Snehil-Shah avatar Mar 24 '24 09:03 Snehil-Shah

Hmm...yeah, I hadn't thought about the completer controlling the terminal output. My initial thought was escape sequences, but then you are right, I can see how that might be an issue with auto-completion.

Well...one possibility is to just to write our own completer. We don't have to use the built-in. Could write it from scratch. May be worth exploring the Node.js source implementation to see how it handles the completer logic.

kgryte avatar Mar 24 '24 09:03 kgryte

For IPython, looks like they use jedi for auto-completion. In Node.js, fuzzy-matching is not supported.

kgryte avatar Mar 24 '24 09:03 kgryte

For IPython, looks like they use jedi for auto-completion. In Node.js, fuzzy-matching is not supported.

Fuzzy matching is not supported in IPython either from what I know. Am I mistaken?

Snehil-Shah avatar Mar 24 '24 10:03 Snehil-Shah

For IPython, looks like you can enable jedi: https://ipython.readthedocs.io/en/stable/api/generated/IPython.core.completer.html#IPython.core.completer.Completer.use_jedi. In which case, I believe you can get fuzzy auto-complete in IPython: https://jedi.readthedocs.io/en/latest/docs/api.html?highlight=fuzzy#jedi.Script.complete.

kgryte avatar Mar 24 '24 10:03 kgryte

I haven't personally used jedi in IPython, so YMMV.

kgryte avatar Mar 24 '24 10:03 kgryte

@kgryte understood! I'll explore writing our own completer, and studying jedi's fuzzy matching algorithm👍

Snehil-Shah avatar Mar 24 '24 10:03 Snehil-Shah

Don't stray too far down the rabbit hole! It may be vast. 😅

kgryte avatar Mar 24 '24 10:03 kgryte

right now fuzzy match will only work for completing expressions and not for incomplete workspaces, file system, tutorial and require statements, as for some reason they are not using the abstracted filterByPrefix method.

This was intentional, as matching is "inlined" due to additional loop logic (e.g., complete_require.js). It should, however, be possible to swap out startsWith with fuzzyMatch, with the latter being a separate module, rather than a private function.

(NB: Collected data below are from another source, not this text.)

pub use sea_orm_migration::prelude::*;

mod m20250301_000000_create_stores;
mod m20250301_000001_create_products;

pub struct Migrator;

#[async_trait::async_trait]
impl MigratorTrait for Migrator {
    fn migrations() -> Vec<Box<dyn MigrationTrait>> {
        vec![
            Box::new(m20250301_000000_create_stores::Migration),
            Box::new(m20250301_000001_create_products::Migration),
        ]
    }
}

We'll want fuzzy matching to be enabled via a setting. This is another thing which users may have preferences over.

And as a first pass, we can merge basic functionality in first and then do character highlighting in a follow-up PR, as that is likely to require yet more refactoring and is not strictly necessary in order to get the benefits of fuzzy matching.

kgryte avatar Apr 02 '24 06:04 kgryte

In the JSDoc comment of fuzzyMatch, it would be good to explain the algorithm/approach a bit and include example values for each stage of the algorithm. It can be a bit hard to grok what you are doing just by looking at for loops.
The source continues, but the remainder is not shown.